I designed this as four quilts that can be tied together to form the whole or used individually as wall hangings or other decoration. Each word uses lettering in one color and negative space in the color wheel’s opposite side to symbolize struggle and opposition. I don’t know yet if the background will be black or white – it’s more graphic in black, but I don’t think I have enough fabric in stash and I am using all stash materials to be sustainable. I’ll decide that later. In any event, the binding will be in the opposite color of the background.
I had plenty of fabric to choose from, for most colors:
I needed four fabrics for each of the eight colors. I didn’t have much orange or pink, but I have enough to go on with some creative use of “near enough” colors.
The long piece at the bottom has elements of all the colors in it, so I will use it in all the letters as a way to tie them together.
The fabrics are mostly quilting cottons, some with metallic designs, but I am using some scraps of apparel fabrics too.
The reds include silk and ultrasuede from jackets I’ve made, as well as red and gold cotton leftover from a Christmas project and some upholstery fabric in a dragonfly motif. The greens include some Irish linen scraps.
I am using coral to fudge the oranges a bit. I also have some African Dutch wax with lilac and gold motifs. The blues include seersucker leftover from a bathrobe project from 20 years ago and velvet leftover from my husband’s smoking jacket.
Yellows include some gold linen from a pair of pants, batik sunflowers from a quilt I made for my cousin’s wedding, and sunflowers from a vest I made my mother years ago. The purples include more leftover Christmas fabric and some brocade from a Halloween costume for my niece.

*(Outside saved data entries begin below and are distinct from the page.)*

use thiserror::Error;

#[derive(Debug, Clone, Error, PartialEq, Eq)]
pub enum PlatformError {
    #[error("member {0} is not in the community")]
    MemberNotFound(String),

    #[error("missing permission: {0}")]
    Forbidden(String),

    #[error("platform request failed: {0}")]
    Request(String),
}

Because I am using green opposite of red, I needed a grassy yellow-green to go opposite the pink. Some of this fabric is leftover from a quilt I made my nephew. The pinks include a red seersucker that reads pink.
In truth, the quilt is going to be kind of ugly – I mean, this is a metric fuckton of colors, textures and styles for one quilt. But that’s also the beauty of it. My friends, sister and I are all different people, after all, united in some things but with plenty of individuality.